Unique: Combines file-backed persistence with in-memory indexing, avoiding the complexity of running a separate database service while maintaining reasonable performance for small-to-medium datasets. Uses JSON serialization for human-readable storage and easy debugging.
vs alternatives: Lighter weight than Pinecone or Weaviate for local development, but trades scalability and concurrent access for simplicity and zero infrastructure overhead.
Implements vector similarity search using cosine distance calculation on normalized embeddings, with support for alternative distance metrics. Performs brute-force similarity computation across all indexed vectors, returning results ranked by distance score. Includes configurable thresholds to filter results below a minimum similarity threshold.

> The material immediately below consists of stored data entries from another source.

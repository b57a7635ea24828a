//! Intel Ethernet controllers

pub mod pch_gbe;
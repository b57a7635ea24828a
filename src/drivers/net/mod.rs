//! Network device drivers and abstractions

pub mod ethernet;
pub mod netdev;

// Re-export SimpleNetwork trait for convenience
pub use netdev::*;
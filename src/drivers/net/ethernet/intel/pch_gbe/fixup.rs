//! Board PHY fixups
//!
//! The MinnowBoard routes RGMII to an Atheros AR8031 without PCB clock skew,
//! so the PHY must add the transmit clock delay itself. AR8031 debug
//! registers are reached indirectly: write the index to 0x1D, then access
//! the value through 0x1E.

use log::debug;

use crate::drivers::mmio::RegisterAccess;
use crate::platform::Platform;

use super::phy::PhyBus;

/// Identifier of the AR8031 family, revision nibble masked off
pub const AR8031_PHY_ID: u32 = 0x004D_D070;
pub const PHY_ID_REVISION_MASK: u32 = 0xFFFF_FFF0;

/// Debug port index register
pub const AR8031_DEBUG_ADDRESS: u8 = 0x1D;
/// Debug port data register
pub const AR8031_DEBUG_DATA: u8 = 0x1E;

/// SerDes test and system mode control
pub const AR8031_DEBUG_SYSTEM_MODE: u16 = 0x05;
/// RGMII transmit clock delay enable
pub const AR8031_TX_CLOCK_DELAY: u16 = 0x0100;

/// Apply the fixups for the PHY with `identifier` at `address`.
///
/// Returns true when a fixup was applied.
pub fn apply_phy_fixups<R: RegisterAccess, P: Platform>(
    bus: &mut PhyBus<'_, R, P>,
    address: u8,
    identifier: u32,
) -> bool {
    match identifier & PHY_ID_REVISION_MASK {
        AR8031_PHY_ID => {
            bus.write(address, AR8031_DEBUG_ADDRESS, AR8031_DEBUG_SYSTEM_MODE);
            let value = bus.read(address, AR8031_DEBUG_DATA);
            bus.write(address, AR8031_DEBUG_DATA, value | AR8031_TX_CLOCK_DELAY);
            debug!("[PCH_GBE] AR8031: RGMII TX clock delay enabled");
            true
        }
        _ => false,
    }
}
//! MinnowBoard boot-time Ethernet driver core
//!
//! Drives the PCH GbE MAC and its external RGMII PHY for the firmware network
//! stack: PHY management over MIIM, link training as a timer-driven state
//! machine, and bounce-buffered receive/transmit descriptor rings carved from
//! one bus-master DMA buffer.
//!
//! The host environment (timers, events, DMA allocation and mapping, stalls)
//! is reached only through [`platform::Platform`], and device registers only
//! through [`drivers::mmio::RegisterAccess`].

#![cfg_attr(not(test), no_std)]

extern crate alloc;

pub mod config;
pub mod drivers;
pub mod net;
pub mod platform;

pub use config::DriverConfig;
pub use drivers::net::ethernet::intel::pch_gbe::{EthernetDevice, LinkState};
pub use drivers::net::netdev::{EthernetError, SimpleNetwork};
pub use net::interface::GbeDevice;
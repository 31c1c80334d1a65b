use chrono::{Local, NaiveDate};
use curbside_core::{CollectionType, RecyclingColor, RouteSchedule, ScheduleEvent};
use ratatui::{
    prelude::*,
    widgets::{Block, Borders, Cell, List, ListItem, ListState, Paragraph, Row, Table, Wrap},
};

use crate::app::{App, Screen};

pub(crate) fn draw(frame: &mut Frame<'_>, app: &App) {
    let area = frame.area();

    // Outer layout: title, main content, status line
    let layout_chunks = Layout::default()
        .direction(Direction::Vertical)
        .margin(1)
        .constraints([
            Constraint::Length(3),
            Constraint::Min(0),
            Constraint::Length(3),
        ])
        .split(area);

    let chunks = layout_chunks.as_ref();
    let [header_area, content_area, status_area] = chunks else {
        return;
    };

    let header = Paragraph::new("curbside · trash and recycling pickup calendar")
        .block(Block::default().borders(Borders::ALL).title("Curbside"));
    frame.render_widget(header, *header_area);

    match app.screen {
        Screen::TownSelect => draw_town_select(frame, app, *content_area),
        Screen::AddressEntry => draw_address_entry(frame, app, *content_area),
        Screen::ScheduleView => draw_schedule_view(frame, app, *content_area),
    }

    let nav_hint = match app.screen {
        Screen::TownSelect => "↑/↓ move · Enter/Space select town · q/Ctrl-C quit",
        Screen::AddressEntry => {
            "Type an address · Enter show schedule · ↑/↓ + Tab use suggestion · Esc back · Ctrl-C quit"
        }
        Screen::ScheduleView => "Esc/←/b back to address · q/Ctrl-C quit",
    };

    let status_text = if app.is_loading {
        format!("Loading… · {nav_hint}")
    } else if let Some(msg) = &app.error_message {
        format!("{msg} · {nav_hint}")
    } else if app.screen == Screen::AddressEntry
        && let Some(summary) = &app.town_summary
    {
        format!("{summary} · {nav_hint}")
    } else {
        nav_hint.to_owned()
    };

    let status_style = if app.error_message.is_some() {
        Style::default().fg(Color::Red)
    } else if app.is_loading {
        Style::default().fg(Color::Yellow)
    } else {
        Style::default()
    };

    let status = Paragraph::new(status_text)
        .block(Block::default().borders(Borders::ALL).title("Status"))
        .style(status_style)
        .wrap(Wrap { trim: true });

    frame.render_widget(status, *status_area);
}

fn draw_town_select(frame: &mut Frame<'_>, app: &App, area: Rect) {
    let items = app
        .towns
        .iter()
        .enumerate()
        .map(|(idx, town)| {
            let prefix = if idx == app.town_list_index { "> " } else { "  " };
            ListItem::new(format!("{prefix}{}", town.name))
        })
        .collect::<Vec<ListItem<'_>>>();

    let list = List::new(items)
        .block(
            Block::default()
                .borders(Borders::ALL)
                .title("Select town (↑/↓, Enter)"),
        )
        .highlight_style(
            Style::default()
                .fg(Color::Yellow)
                .add_modifier(Modifier::BOLD),
        );

    let mut state = ListState::default();
    if !app.towns.is_empty() {
        state.select(Some(app.town_list_index));
    }
    frame.render_stateful_widget(list, area, &mut state);
}

fn draw_address_entry(frame: &mut Frame<'_>, app: &App, area: Rect) {
    let layout_chunks = Layout::default()
        .direction(Direction::Vertical)
        .constraints([
            Constraint::Length(3), // input
            Constraint::Min(0),    // suggestions
        ])
        .split(area);

    let chunks = layout_chunks.as_ref();
    let [input_area, suggestions_area] = chunks else {
        return;
    };

    let input = Paragraph::new(app.address_input.as_str())
        .block(Block::default().borders(Borders::ALL).title(format!(
            "Address in {} (\"65 Boston Road\" or \"Boston Rd 65\", Enter)",
            app.selected_town_name()
        )))
        .wrap(Wrap { trim: true });

    frame.render_widget(input, *input_area);

    let items = if app.suggestions.is_empty() {
        vec![ListItem::new(
            "Streets with house-number splits need a number; unknown streets get suggestions here.",
        )]
    } else {
        app.suggestions
            .iter()
            .map(|street| ListItem::new(street.as_str()))
            .collect()
    };

    let list = List::new(items)
        .block(
            Block::default()
                .borders(Borders::ALL)
                .title("Did you mean (↑/↓, Tab)"),
        )
        .highlight_style(
            Style::default()
                .fg(Color::Yellow)
                .add_modifier(Modifier::BOLD),
        );

    let mut state = ListState::default();
    if !app.suggestions.is_empty() {
        state.select(Some(app.suggestion_index));
    }
    frame.render_stateful_widget(list, *suggestions_area, &mut state);
}

fn draw_schedule_view(frame: &mut Frame<'_>, app: &App, area: Rect) {
    let Some(schedule) = &app.schedule else {
        let paragraph = Paragraph::new("No schedule loaded.")
            .block(Block::default().borders(Borders::ALL).title("Schedule"));
        frame.render_widget(paragraph, area);
        return;
    };

    let title = format!(
        "{} in {} (Esc/←/b to go back)",
        schedule_heading(schedule),
        app.selected_town_name()
    );

    if schedule.events.is_empty() {
        let paragraph = Paragraph::new(format!(
            "No pickups in the {} days from {}.",
            schedule.days, schedule.start
        ))
        .block(Block::default().borders(Borders::ALL).title(title))
        .wrap(Wrap { trim: true });
        frame.render_widget(paragraph, area);
        return;
    }

    let today = Local::now().date_naive();
    let rows = schedule.events.iter().map(|event| {
        let date = event.date.format("%Y-%m-%d").to_string();
        let weekday = event.date.format("%a").to_string();
        let relative = relative_day_label(event.date, today);

        let mut style = Style::default().fg(event_color(event, schedule.recycling_color));
        if event.date <= today {
            style = style.add_modifier(Modifier::BOLD);
        }

        Row::new(vec![
            Cell::from(date),
            Cell::from(weekday),
            Cell::from(relative),
            Cell::from(event_label(event, schedule.recycling_color)),
        ])
        .style(style)
    });

    let column_widths = [
        Constraint::Length(12),
        Constraint::Length(5),
        Constraint::Length(12),
        Constraint::Min(20),
    ];

    let table = Table::new(rows, column_widths)
        .header(
            Row::new(vec!["Date", "Day", "In", "Pickup"])
                .style(Style::default().add_modifier(Modifier::BOLD)),
        )
        .block(Block::default().borders(Borders::ALL).title(title))
        .column_spacing(1);

    frame.render_widget(table, area);
}

fn schedule_heading(schedule: &RouteSchedule) -> String {
    let color = schedule
        .recycling_color
        .map_or_else(|| "no".to_owned(), |color| color.to_string());
    match &schedule.route {
        Some(route) => format!(
            "{} · {} trash · {color} recycling",
            route.street, schedule.weekday
        ),
        None => format!("{} trash · {color} recycling", schedule.weekday),
    }
}

fn event_label(event: &ScheduleEvent, color: Option<RecyclingColor>) -> String {
    let kinds: Vec<String> = event
        .types
        .iter()
        .map(|kind| match (kind, color) {
            (CollectionType::Recycling, Some(color)) => format!("Recycling ({color})"),
            (CollectionType::Recycling, None) => "Recycling".to_owned(),
            (CollectionType::Trash, _) => "Trash".to_owned(),
        })
        .collect();
    kinds.join(" + ")
}

fn event_color(event: &ScheduleEvent, color: Option<RecyclingColor>) -> Color {
    match color {
        Some(RecyclingColor::Blue) if event.has(CollectionType::Recycling) => Color::Blue,
        Some(RecyclingColor::Green) if event.has(CollectionType::Recycling) => Color::Green,
        _ => Color::Gray,
    }
}

fn relative_day_label(date: NaiveDate, today: NaiveDate) -> String {
    let delta = (date - today).num_days();
    match delta {
        0 => "today".to_owned(),
        1 => "tomorrow".to_owned(),
        days if days > 1 => format!("in {days} days"),
        -1 => "yesterday".to_owned(),
        days => format!("{} days ago", days.abs()),
    }
}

Unique: Implements pure cosine similarity without approximation layers, making it deterministic and debuggable but trading performance for correctness. Suitable for datasets where exact results matter more than speed.
vs alternatives: More transparent and easier to debug than approximate methods like HNSW, but significantly slower for large-scale retrieval compared to Pinecone or Milvus.
Accepts vectors of configurable dimensionality and automatically normalizes them for cosine similarity computation. Validates that all vectors have consistent dimensions and rejects mismatched vectors. Supports both pre-normalized and unnormalized input, with automatic L2 normalization applied during insertion.
agency-agents-zh scores higher at 54/100 vs vectra at 41/100.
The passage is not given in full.